Cunda enginarına güzelleme
Bahar Cunda’da biraz da enginar demek… Adada 15 yıldır annesiyle Ayna restoranı işleten Ezgi Güven’in 40 Gün, 40 Enginar adlı kitabı da bu şifa kaynağı bitkiye adanmış
Rivayet şu ki Girit’ten gelenler
yanlarında bir kök enginar da getirir. Evlerin bahçelerine ekilen
o enginarlar yeşerir, çoğalır ve sofraların özel lezzetlerinden
biri olarak varlığını sürdürür. Doğanın bu şifalı
bitkisinin Cunda’nın peyzajında en az zeytin ağaçları kadar
dikkat çekici bir yeri var. Adanın hem merkezindeki bahçeler hem
de Pateriça adı verilen kesimindeki enginar tarlaları nisan ve
mayıs aylarında şölene dönüşür. İstanbul’un irice
Bayrampaşa enginarına oranla daha küçük ama lezzetlidir.

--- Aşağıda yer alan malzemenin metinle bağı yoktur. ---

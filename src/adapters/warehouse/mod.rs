//! Warehouse adapters - event sink implementations.

mod bigquery;
mod mock;

pub use bigquery::BigQuerySink;
pub use mock::MockEventSink;
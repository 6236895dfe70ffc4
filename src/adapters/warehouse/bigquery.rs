//! BigQuery sink - EventSink backed by the warehouse streaming-insert
//! REST API.
//!
//! Appends one row per interaction via `tabledata.insertAll`. The API
//! reports per-row failures inside a 200 response, so a success status
//! still requires checking the body for `insertErrors`.

use async_trait::async_trait;
use reqwest::{Client, StatusCode};
use secrecy::ExposeSecret;
use serde::{Deserialize, Serialize};

use crate::config::WarehouseConfig;
use crate::domain::InteractionRecord;
use crate::ports::{EventSink, SinkError};

/// BigQuery implementation of [`EventSink`].
pub struct BigQuerySink {
    config: WarehouseConfig,
    client: Client,
}

impl BigQuerySink {
    /// Creates a new sink with the given configuration.
    pub fn new(config: WarehouseConfig) -> Self {
        let client = Client::builder()
            .timeout(config.timeout())
            .build()
            .expect("Failed to create HTTP client");

        Self { config, client }
    }

    /// Builds the insert body for one record.
    fn build_insert(record: &InteractionRecord) -> InsertAllRequest<'_> {
        InsertAllRequest {
            rows: vec![Row { json: record }],
        }
    }

    /// Maps a non-success status and error body to a sink error.
    fn map_error(status: StatusCode, body: &str) -> SinkError {
        match status {
            StatusCode::UNAUTHORIZED | StatusCode::FORBIDDEN => SinkError::AuthenticationFailed,
            _ => SinkError::upstream(status.as_u16(), upstream_message(body)),
        }
    }

    /// Checks a 2xx response body for per-row insert errors.
    fn check_insert_errors(response: InsertAllResponse) -> Result<(), SinkError> {
        let Some(errors) = response.insert_errors else {
            return Ok(());
        };
        let message = errors
            .first()
            .and_then(|row| row.errors.first())
            .map(|e| e.message.clone())
            .unwrap_or_else(|| "insert rejected".to_string());
        Err(SinkError::row_rejected(message))
    }
}

#[async_trait]
impl EventSink for BigQuerySink {
    async fn record_interaction(&self, record: &InteractionRecord) -> Result<(), SinkError> {
        let mut request = self
            .client
            .post(self.config.insert_all_url())
            .json(&Self::build_insert(record));

        if let Some(token) = &self.config.access_token {
            request = request.bearer_auth(token.expose_secret());
        }

        let response = request.send().await.map_err(|e| {
            if e.is_timeout() {
                SinkError::Timeout {
                    timeout_secs: self.config.timeout_secs,
                }
            } else {
                SinkError::network(e.to_string())
            }
        })?;

        let status = response.status();
        if !status.is_success() {
            let body = response.text().await.unwrap_or_default();
            return Err(Self::map_error(status, &body));
        }

        let parsed: InsertAllResponse = response
            .json()
            .await
            .map_err(|e| SinkError::network(e.to_string()))?;

        Self::check_insert_errors(parsed)
    }
}

/// Pulls the human-readable message out of a structured error body,
/// falling back to the raw text.
fn upstream_message(body: &str) -> String {
    serde_json::from_str::<UpstreamErrorBody>(body)
        .map(|e| e.error.message)
        .unwrap_or_else(|_| body.to_string())
}

// --- Wire types ---

#[derive(Debug, Serialize)]
struct InsertAllRequest<'a> {
    rows: Vec<Row<'a>>,
}

#[derive(Debug, Serialize)]
struct Row<'a> {
    json: &'a InteractionRecord,
}

#[derive(Debug, Deserialize)]
struct InsertAllResponse {
    #[serde(rename = "insertErrors")]
    insert_errors: Option<Vec<RowErrors>>,
}

#[derive(Debug, Deserialize)]
struct RowErrors {
    errors: Vec<RowError>,
}

#[derive(Debug, Deserialize)]
struct RowError {
    message: String,
}

#[derive(Debug, Deserialize)]
struct UpstreamErrorBody {
    error: UpstreamError,
}

#[derive(Debug, Deserialize)]
struct UpstreamError {
    message: String,
}
//! Application layer - use case handlers.

mod chat;

pub use chat::{ChatError, ChatHandler};
//! Application configuration module
//!
//! This module provides type-safe configuration loading from environment
//! variables using the `config` and `dotenvy` crates. Configuration is
//! loaded with the `QA_RELAY_` prefix and nested values use double
//! underscores as separators.
//!
//! # Example
//!
//! ```no_run
//! use qa_relay::config::AppConfig;
//!
//! let config = AppConfig::load().expect("Failed to load configuration");
//! config.validate().expect("Invalid configuration");
//!
//! println!("Server running on {}", config.server.socket_addr());
//! ```

mod deployment;
mod error;
mod search;
mod server;
mod warehouse;

pub use deployment::DeploymentConfig;
pub use error::{ConfigError, ValidationError};
pub use search::SearchConfig;
pub use server::{Environment, ServerConfig};
pub use warehouse::WarehouseConfig;

use serde::Deserialize;

/// Root application configuration
///
/// Contains all configuration sections for the relay. Load using
/// [`AppConfig::load()`] which reads from environment variables.
#[derive(Debug, Clone, Deserialize, Default)]
pub struct AppConfig {
    /// Server configuration (host, port, environment)
    #[serde(default)]
    pub server: ServerConfig,

    /// Search service configuration (Discovery Engine)
    #[serde(default)]
    pub search: SearchConfig,

    /// Analytics warehouse configuration (BigQuery)
    #[serde(default)]
    pub warehouse: WarehouseConfig,

    /// Deployment identity (revision/version pass-through strings)
    #[serde(default)]
    pub deployment: DeploymentConfig,
}

impl AppConfig {
    /// Load configuration from environment variables
    ///
    /// This function:
    /// 1. Loads `.env` file if present (for development)
    /// 2. Reads environment variables with `QA_RELAY` prefix
    /// 3. Uses `__` (double underscore) to separate nested values
    /// 4. Deserializes into typed configuration structs
    ///
    /// # Environment Variable Format
    ///
    /// - `QA_RELAY__SERVER__PORT=8080` -> `server.port = 8080`
    /// - `QA_RELAY__SEARCH__DATASTORE_ID=...` -> `search.datastore_id = ...`
    ///
    /// # Errors
    ///
    /// Returns `ConfigError` if values cannot be parsed into the
    /// expected types.
    pub fn load() -> Result<Self, ConfigError> {
        // Load .env file if present (development)
        dotenvy::dotenv().ok();

        let config = config::Config::builder()
            .add_source(
                config::Environment::default()
                    .prefix("QA_RELAY")
                    .separator("__"),
            )
            .build()?
            .try_deserialize()?;

        Ok(config)
    }

    /// Validate all configuration values
    ///
    /// Performs semantic validation of configuration:
    /// - Port and timeout ranges
    /// - Warehouse URL format
    /// - Production-specific requirements (real project identifiers,
    ///   access tokens)
    ///
    /// # Errors
    ///
    /// Returns `ValidationError` if any configuration value is invalid.
    pub fn validate(&self) -> Result<(), ValidationError> {
        self.server.validate()?;
        self.search.validate(&self.server.environment)?;
        self.warehouse.validate(&self.server.environment)?;
        Ok(())
    }

    /// Check if running in production environment
    pub fn is_production(&self) -> bool {
        self.server.is_production()
    }
}

#[cfg(test)]
mod tests {
    use super::*;
    use std::env;
    use std::sync::Mutex;

    // Mutex to ensure tests don't run in parallel (env vars are global)
    static ENV_MUTEX: Mutex<()> = Mutex::new(());

    /// Helper to clear environment variables after testing
    fn clear_env() {
        env::remove_var("QA_RELAY__SERVER__PORT");
        env::remove_var("QA_RELAY__SERVER__ENVIRONMENT");
        env::remove_var("QA_RELAY__SEARCH__DATASTORE_ID");
        env::remove_var("QA_RELAY__SEARCH__LOCATION");
        env::remove_var("QA_RELAY__WAREHOUSE__DATASET_ID");
        env::remove_var("QA_RELAY__DEPLOYMENT__REVISION");
    }

    #[test]
    fn test_load_with_no_environment() {
        let _guard = ENV_MUTEX.lock().unwrap();
        clear_env();
        let result = AppConfig::load();

        assert!(result.is_ok(), "Failed to load config: {:?}", result.err());
        let config = result.unwrap();
        assert_eq!(config.server.port, 8080);
        assert_eq!(config.search.location, "global");
        assert_eq!(config.warehouse.dataset_id, "dev");
        assert_eq!(config.deployment.revision, "local");
    }

    #[test]
    fn test_defaults_validate_in_development() {
        let _guard = ENV_MUTEX.lock().unwrap();
        clear_env();
        let config = AppConfig::load().unwrap();
        assert!(config.validate().is_ok());
    }

    #[test]
    fn test_nested_overrides() {
        let _guard = ENV_MUTEX.lock().unwrap();
        clear_env();
        env::set_var("QA_RELAY__SERVER__PORT", "3000");
        env::set_var("QA_RELAY__SEARCH__DATASTORE_ID", "docs");
        env::set_var("QA_RELAY__WAREHOUSE__DATASET_ID", "prod");
        env::set_var("QA_RELAY__DEPLOYMENT__REVISION", "relay-00042-abc");
        let result = AppConfig::load();
        clear_env();

        let config = result.unwrap();
        assert_eq!(config.server.port, 3000);
        assert_eq!(config.search.datastore_id, "docs");
        assert_eq!(config.warehouse.dataset_id, "prod");
        assert_eq!(config.deployment.revision, "relay-00042-abc");
    }

    #[test]
    fn test_is_production() {
        let _guard = ENV_MUTEX.lock().unwrap();
        clear_env();
        env::set_var("QA_RELAY__SERVER__ENVIRONMENT", "production");
        let result = AppConfig::load();
        clear_env();

        let config = result.unwrap();
        assert!(config.is_production());
    }
}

Adalılarca sakız ya da İtalyan enginarı diye adlandırılır.
Cunda’daki bazı eski Rum binalarının kapılarının, duvar
taşlarının üzerinde enginar yaprağı figürüne de rastlanır.

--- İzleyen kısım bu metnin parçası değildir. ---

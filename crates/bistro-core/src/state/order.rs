//! Order store.
//!
//! Order records live in the storage service keyed by id. Submission order is
//! tracked in memory by an id index guarded by the same lock writers take, so
//! appends and read-modify-write updates never interleave.

use bistro_storage::{StorageError, StorageService};
use bistro_types::{Order, StorageKey};
use std::sync::Arc;
use thiserror::Error;
use tokio::sync::Mutex;

/// Errors that can occur during order store operations.
#[derive(Debug, Error)]
pub enum OrderStoreError {
	#[error("Order not found: {0}")]
	NotFound(String),
	#[error("Order {0} already exists")]
	Duplicate(String),
	#[error("Storage error: {0}")]
	Storage(String),
}

impl From<StorageError> for OrderStoreError {
	fn from(err: StorageError) -> Self {
		OrderStoreError::Storage(err.to_string())
	}
}

/// Process-lifetime collection of orders in submission order.
///
/// Orders are only ever appended. After creation the only supported mutation
/// is [`update_with`](Self::update_with).
pub struct OrderStore {
	storage: Arc<StorageService>,
	/// Ids in submission order.
	sequence: Mutex<Vec<String>>,
}

impl OrderStore {
	pub fn new(storage: Arc<StorageService>) -> Self {
		Self {
			storage,
			sequence: Mutex::new(Vec::new()),
		}
	}

	/// Appends a new order.
	///
	/// Fails with `Duplicate` if an order with the same id is already stored,
	/// leaving the store unchanged.
	pub async fn append(&self, order: &Order) -> Result<(), OrderStoreError> {
		let mut sequence = self.sequence.lock().await;

		if self
			.storage
			.exists(StorageKey::Orders.as_str(), &order.id)
			.await?
		{
			return Err(OrderStoreError::Duplicate(order.id.clone()));
		}

		// Record before index so every indexed id resolves
		self.storage
			.store(StorageKey::Orders.as_str(), &order.id, order)
			.await?;
		sequence.push(order.id.clone());

		Ok(())
	}

	/// Gets an order by id.
	pub async fn get(&self, order_id: &str) -> Result<Order, OrderStoreError> {
		self.storage
			.retrieve(StorageKey::Orders.as_str(), order_id)
			.await
			.map_err(|e| match e {
				StorageError::NotFound => OrderStoreError::NotFound(order_id.to_string()),
				other => other.into(),
			})
	}

	/// Returns every order in submission order.
	pub async fn list(&self) -> Result<Vec<Order>, OrderStoreError> {
		let sequence = self.sequence.lock().await.clone();
		let mut orders = Vec::with_capacity(sequence.len());
		for order_id in &sequence {
			orders.push(self.get(order_id).await?);
		}
		Ok(orders)
	}

	/// Number of stored orders.
	pub async fn len(&self) -> usize {
		self.sequence.lock().await.len()
	}

	/// Whether no order has been placed yet.
	pub async fn is_empty(&self) -> bool {
		self.len().await == 0
	}

	/// Updates an order with a closure and persists it.
	///
	/// Returns the order as it was before the update and as it is after.
	pub async fn update_with<F>(
		&self,
		order_id: &str,
		updater: F,
	) -> Result<(Order, Order), OrderStoreError>
	where
		F: FnOnce(&mut Order),
	{
		let _guard = self.sequence.lock().await;

		let before = self.get(order_id).await?;
		let mut after = before.clone();
		updater(&mut after);

		self.storage
			.update(StorageKey::Orders.as_str(), order_id, &after)
			.await
			.map_err(|e| match e {
				StorageError::NotFound => OrderStoreError::NotFound(order_id.to_string()),
				other => other.into(),
			})?;

		Ok((before, after))
	}
}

Bundan 15 yıl önce emekli öğretmen
olan annesi Nihal Sayın’la Cunda’da Ayna adlı restoranı
işletmeye başlayan Ezgi Güven için de enginarın anlamı büyük.

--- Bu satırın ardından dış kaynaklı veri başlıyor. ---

//! Storage module for the bistro ordering system.
//!
//! This module provides the key/value abstraction the order store is built
//! on, a process-local in-memory backend, and a typed service that handles
//! JSON (de)serialization of stored records. Records are written and
//! overwritten but never deleted.

use async_trait::async_trait;
use bistro_types::ImplementationRegistry;
use serde::{de::DeserializeOwned, Serialize};
use thiserror::Error;

/// Re-export implementations
pub mod implementations {
	pub mod memory;
}

/// Errors that can occur during storage operations.
#[derive(Debug, Error)]
pub enum StorageError {
	/// Error that occurs when a requested item is not found.
	#[error("Not found")]
	NotFound,
	/// Error that occurs during serialization/deserialization.
	#[error("Serialization error: {0}")]
	Serialization(String),
	/// Error that occurs during configuration validation.
	#[error("Configuration error: {0}")]
	Configuration(String),
}

/// Trait defining the low-level interface for storage backends.
#[async_trait]
pub trait StorageInterface: Send + Sync {
	/// Retrieves raw bytes for the given key.
	async fn get_bytes(&self, key: &str) -> Result<Vec<u8>, StorageError>;

	/// Stores raw bytes, replacing any previous value.
	async fn set_bytes(&self, key: &str, value: Vec<u8>) -> Result<(), StorageError>;

	/// Checks if a key exists in storage.
	async fn exists(&self, key: &str) -> Result<bool, StorageError>;
}

/// Type alias for storage factory functions.
pub type StorageFactory = fn(&toml::Value) -> Result<Box<dyn StorageInterface>, StorageError>;

/// Registry trait for storage implementations.
pub trait StorageRegistry: ImplementationRegistry<Factory = StorageFactory> {}

/// Get all registered storage implementations.
///
/// Returns a vector of (name, factory) tuples used by the service's factory
/// registry to resolve the names found in configuration.
pub fn get_all_implementations() -> Vec<(&'static str, StorageFactory)> {
	use implementations::memory;

	vec![(memory::Registry::NAME, memory::Registry::factory())]
}

/// High-level storage service that provides typed operations.
///
/// Values are stored as JSON under `namespace:id` keys.
pub struct StorageService {
	/// The underlying storage backend implementation.
	backend: Box<dyn StorageInterface>,
}

impl StorageService {
	/// Creates a new StorageService with the specified backend.
	pub fn new(backend: Box<dyn StorageInterface>) -> Self {
		Self { backend }
	}

	fn key(namespace: &str, id: &str) -> String {
		format!("{}:{}", namespace, id)
	}

	/// Stores a serializable value, creating or overwriting it.
	pub async fn store<T: Serialize>(
		&self,
		namespace: &str,
		id: &str,
		data: &T,
	) -> Result<(), StorageError> {
		let bytes =
			serde_json::to_vec(data).map_err(|e| StorageError::Serialization(e.to_string()))?;
		self.backend.set_bytes(&Self::key(namespace, id), bytes).await
	}

	/// Retrieves and deserializes a value from storage.
	pub async fn retrieve<T: DeserializeOwned>(
		&self,
		namespace: &str,
		id: &str,
	) -> Result<T, StorageError> {
		let bytes = self.backend.get_bytes(&Self::key(namespace, id)).await?;
		serde_json::from_slice(&bytes).map_err(|e| StorageError::Serialization(e.to_string()))
	}

	/// Updates an existing value in storage.
	///
	/// Unlike [`store`](Self::store) this fails with `NotFound` when the key
	/// does not exist yet.
	pub async fn update<T: Serialize>(
		&self,
		namespace: &str,
		id: &str,
		data: &T,
	) -> Result<(), StorageError> {
		let key = Self::key(namespace, id);

		if !self.backend.exists(&key).await? {
			return Err(StorageError::NotFound);
		}

		let bytes =
			serde_json::to_vec(data).map_err(|e| StorageError::Serialization(e.to_string()))?;
		self.backend.set_bytes(&key, bytes).await
	}

	/// Checks if a value exists in storage.
	pub async fn exists(&self, namespace: &str, id: &str) -> Result<bool, StorageError> {
		self.backend.exists(&Self::key(namespace, id)).await
	}
}

#[cfg(test)]
mod tests {
	use super::*;
	use implementations::memory::MemoryStorage;
	use serde::Deserialize;

	#[derive(Debug, PartialEq, Serialize, Deserialize)]
	struct Ticket {
		table: u32,
		note: String,
	}

	fn service() -> StorageService {
		StorageService::new(Box::new(MemoryStorage::new()))
	}

	#[tokio::test]
	async fn test_store_and_retrieve() {
		let storage = service();
		let ticket = Ticket {
			table: 4,
			note: "no onion".to_string(),
		};

		storage.store("tickets", "a1", &ticket).await.unwrap();
		let loaded: Ticket = storage.retrieve("tickets", "a1").await.unwrap();
		assert_eq!(loaded, ticket);
		assert!(storage.exists("tickets", "a1").await.unwrap());
		assert!(!storage.exists("other", "a1").await.unwrap());
	}

	#[tokio::test]
	async fn test_update_requires_existing_key() {
		let storage = service();
		let ticket = Ticket {
			table: 1,
			note: String::new(),
		};

		let result = storage.update("tickets", "missing", &ticket).await;
		assert!(matches!(result, Err(StorageError::NotFound)));
		assert!(!storage.exists("tickets", "missing").await.unwrap());
	}

	#[tokio::test]
	async fn test_retrieve_wrong_shape_is_serialization_error() {
		let storage = service();
		storage.store("tickets", "x", &"just a string").await.unwrap();

		let result: Result<Ticket, _> = storage.retrieve("tickets", "x").await;
		assert!(matches!(result, Err(StorageError::Serialization(_))));
	}

	#[test]
	fn test_registered_implementations() {
		let names: Vec<_> = get_all_implementations()
			.into_iter()
			.map(|(name, _)| name)
			.collect();
		assert_eq!(names, vec!["memory"]);
	}
}
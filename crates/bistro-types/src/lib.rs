//! Common types module for the bistro ordering system.
//!
//! This module defines the core data types shared by every bistro crate:
//! the menu and order model, HTTP request/response envelopes, lifecycle
//! events and the configuration validation framework used by pluggable
//! implementations.

/// API types for HTTP endpoints and request/response structures.
pub mod api;
/// Event types for inter-service communication.
pub mod events;
/// Menu catalog types.
pub mod menu;
/// Order types including line items and status values.
pub mod order;
/// Registry trait for self-registering implementations.
pub mod registry;
/// Storage types for keying persisted collections.
pub mod storage;
/// Configuration validation types for ensuring type-safe configurations.
pub mod validation;

// Re-export all types for convenient access
pub use api::*;
pub use events::*;
pub use menu::*;
pub use order::*;
pub use registry::*;
pub use storage::*;
pub use validation::*;

/// Decimal type used for every monetary amount.
pub use rust_decimal::Decimal;
//! Read-only views: the customer menu and the kitchen board.

use bistro_core::BistroEngine;
use bistro_types::{APIError, KitchenResponse, MenuResponse};

/// Handles GET /.
pub fn menu(engine: &BistroEngine) -> MenuResponse {
	MenuResponse {
		items: engine.menu().items().to_vec(),
	}
}

/// Handles GET /kitchen.
pub async fn kitchen(engine: &BistroEngine) -> Result<KitchenResponse, APIError> {
	let orders = engine.order_store().list().await.map_err(|e| {
		tracing::warn!(error = %e, "Failed to list orders");
		APIError::InternalServerError {
			message: "Failed to load orders".to_string(),
		}
	})?;

	Ok(KitchenResponse { orders })
}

Henüz ilkokul öğrencisiyken bir gün okulda Can Dündar’ın Sarı
Zeybek belgeselini izler. Eve geldiğinde annesine belgeseli
anlatırken ‘’Atatürk ölmeden önce enginar yemek istemiş ama
bulup getirememişler’’ diye ağlamaya başlar. Trabzon’da
doğan, iki yaşından itibaren İstanbul’da yaşayan Ezgi Güven,
Akademi İstanbul’da Ses Mühendisliği Bölümü’nden mezun
olur. 2005 yılında da Cunda’ya yerleşir ve ‘yeme, içme,
oturma yeri’ konseptiyle kapısını açtıkları Ayna’nın
mutfağına girer. Zeytini, zeytinyağı, çeşit çeşit otları,
balığıyla adanın doğayla içe olan zengin yemek kültürüne
hayranlık duyar. Sarımsak taşlı, yüksek tavanlı eski bir Rum
binası olan mekanlarına gelenleri, evlerinde misafir ağırlar gibi
karşılarlar. Cundalılar da onları kısa sürede benimser,
destekler.
Blogdan kitaba
Ezgi Güven iki yıl önce internette
bir blog açarak bir tür Ayna’nın günlüğü niteliğinde
yazılar paylaşmaya başlar. Mutfakta her gün neler olup bittiği,
keşfettikleri otlar, menülerine giren yeni yemekler, pazar
hikayeleri, gelip gidenlerle sohbetlere yer verir. Bahar gelince de
sağlık uzmanlarının bağışıklık sistemini güçlendirip,
karaciğeri temizlemesi için 40 gün yenilmesini önerdikleri
enginarlı yemekler yapar; 40 gün, 40 ayrı tarifi pişirir.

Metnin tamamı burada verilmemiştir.